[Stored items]

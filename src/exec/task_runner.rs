// src/exec/task_runner.rs

//! Individual task process runner.

use std::collections::VecDeque;
use std::process::Stdio;
use std::sync::Arc;
use std::time::Duration;

use anyhow::Context;
use tokio::fs::File;
use tokio::io::{AsyncBufReadExt, AsyncRead, AsyncWriteExt, BufReader};
use tokio::process::Command;
use tokio::sync::Mutex;
use tokio::task::JoinHandle;
use tracing::{debug, info, warn};

use crate::dag::{Invocation, Task};
use crate::errors::Result;
use crate::types::TaskName;

use super::backend::{LaunchContext, ProcessExit};
use super::{CancelSignal, cancelled};

/// Number of trailing stderr lines kept for failure reports.
const STDERR_TAIL_LINES: usize = 20;

/// How long output readers may run on after the process has exited.
const OUTPUT_DRAIN_GRACE: Duration = Duration::from_secs(2);

type SharedLog = Arc<Mutex<File>>;
type Pump = JoinHandle<VecDeque<String>>;

/// Run a task's process to completion (or cancellation).
///
/// stdout and stderr are appended line by line to the task log and mirrored
/// at `debug` level. If the cancel flag is raised before the process and its
/// output readers finish, the child is killed and [`ProcessExit::Cancelled`]
/// is returned. Readers still open `OUTPUT_DRAIN_GRACE` after exit are
/// detached and the stderr tail is left empty.
pub async fn run_process(
    task: &Task,
    ctx: &LaunchContext,
    mut cancel: CancelSignal,
) -> Result<ProcessExit> {
    let Some(mut cmd) = build_command(&task.invocation) else {
        return Ok(ProcessExit::success());
    };

    info!(task = %task.name, cmd = %task.invocation, "starting task process");

    let log_file = File::create(&ctx.log_file)
        .await
        .with_context(|| format!("creating log file {:?}", ctx.log_file))?;
    let log: SharedLog = Arc::new(Mutex::new(log_file));

    cmd.current_dir(&ctx.workdir)
        .stdin(Stdio::null())
        .stdout(Stdio::piped())
        .stderr(Stdio::piped())
        .kill_on_drop(true);

    let mut child = cmd
        .spawn()
        .with_context(|| format!("spawning process for task '{}'", task.name))?;

    let mut stdout_pump = child.stdout.take().map(|out| {
        tokio::spawn(pump_lines(out, "stdout", task.name.clone(), log.clone(), 0))
    });
    let mut stderr_pump = child.stderr.take().map(|err| {
        tokio::spawn(pump_lines(
            err,
            "stderr",
            task.name.clone(),
            log.clone(),
            STDERR_TAIL_LINES,
        ))
    });

    let status = tokio::select! {
        biased;

        _ = cancelled(&mut cancel) => {
            info!(task = %task.name, "cancellation requested; killing process");
            if let Err(e) = child.kill().await {
                warn!(task = %task.name, error = %e, "failed to kill child process on cancellation");
            }
            abort_pumps([stdout_pump, stderr_pump]);
            return Ok(ProcessExit::Cancelled);
        }

        status_res = child.wait() => status_res
            .with_context(|| format!("waiting for process of task '{}'", task.name))?,
    };

    // A terminal interrupt reaches the child and this process together, so
    // the child may be reaped before the cancel branch is polled.
    if *cancel.borrow() {
        info!(task = %task.name, exit = %status, "process exited after cancellation was requested");
        abort_pumps([stdout_pump, stderr_pump]);
        return Ok(ProcessExit::Cancelled);
    }

    // Background processes started by the task may hold the pipes open
    // after it exits.
    let stderr_tail = tokio::select! {
        biased;

        _ = cancelled(&mut cancel) => {
            info!(task = %task.name, "cancellation requested while draining process output");
            abort_pumps([stdout_pump, stderr_pump]);
            return Ok(ProcessExit::Cancelled);
        }

        drained = tokio::time::timeout(
            OUTPUT_DRAIN_GRACE,
            drain_pumps(&mut stdout_pump, &mut stderr_pump),
        ) => match drained {
            Ok(tail) => tail,
            Err(_) => {
                warn!(
                    task = %task.name,
                    grace = ?OUTPUT_DRAIN_GRACE,
                    "process output still open after exit; detaching readers"
                );
                abort_pumps([stdout_pump, stderr_pump]);
                Vec::new()
            }
        },
    };

    if let Err(e) = log.lock().await.flush().await {
        warn!(task = %task.name, error = %e, "failed to flush task log");
    }

    let code = status.code().unwrap_or(-1);
    info!(
        task = %task.name,
        exit_code = code,
        success = status.success(),
        "task process exited"
    );

    Ok(ProcessExit::Exited { code, stderr_tail })
}

/// Wait for both readers to reach end of file; returns the stderr tail.
async fn drain_pumps(stdout: &mut Option<Pump>, stderr: &mut Option<Pump>) -> Vec<String> {
    if let Some(pump) = stdout.as_mut() {
        let _ = pump.await;
    }
    match stderr.as_mut() {
        Some(pump) => pump.await.map(Vec::from).unwrap_or_default(),
        None => Vec::new(),
    }
}

fn abort_pumps(pumps: [Option<Pump>; 2]) {
    for pump in pumps.into_iter().flatten() {
        pump.abort();
    }
}

/// Platform command for an invocation; `None` for aggregates.
fn build_command(invocation: &Invocation) -> Option<Command> {
    match invocation {
        Invocation::Shell { command } => {
            let mut c = if cfg!(windows) {
                let mut c = Command::new("cmd");
                c.arg("/C");
                c
            } else {
                let mut c = Command::new("sh");
                c.arg("-c");
                c
            };
            c.arg(command);
            Some(c)
        }
        Invocation::Program { program, args } => {
            let mut c = Command::new(program);
            c.args(args);
            Some(c)
        }
        Invocation::Aggregate => None,
    }
}

/// Copy lines from a child pipe into the log; keep the last `keep` lines.
async fn pump_lines<R>(
    reader: R,
    stream: &'static str,
    task: TaskName,
    log: SharedLog,
    keep: usize,
) -> VecDeque<String>
where
    R: AsyncRead + Unpin,
{
    let mut lines = BufReader::new(reader).lines();
    let mut tail = VecDeque::with_capacity(keep);
    let mut log_ok = true;

    while let Ok(Some(line)) = lines.next_line().await {
        debug!(task = %task, stream, "{}", line);

        if log_ok {
            let mut file = log.lock().await;
            let written = file.write_all(line.as_bytes()).await;
            let written = match written {
                Ok(()) => file.write_all(b"\n").await,
                Err(e) => Err(e),
            };
            if let Err(e) = written {
                warn!(task = %task, error = %e, "writing task log failed; further output is not logged");
                log_ok = false;
            }
        }

        if keep > 0 {
            if tail.len() == keep {
                tail.pop_front();
            }
            tail.push_back(line);
        }
    }

    tail
}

■ WORK TO BE COMPLETED: Work through the records line by line and tally those that include the word "success". Give the number alone.

■ RESPONSE AREA: 2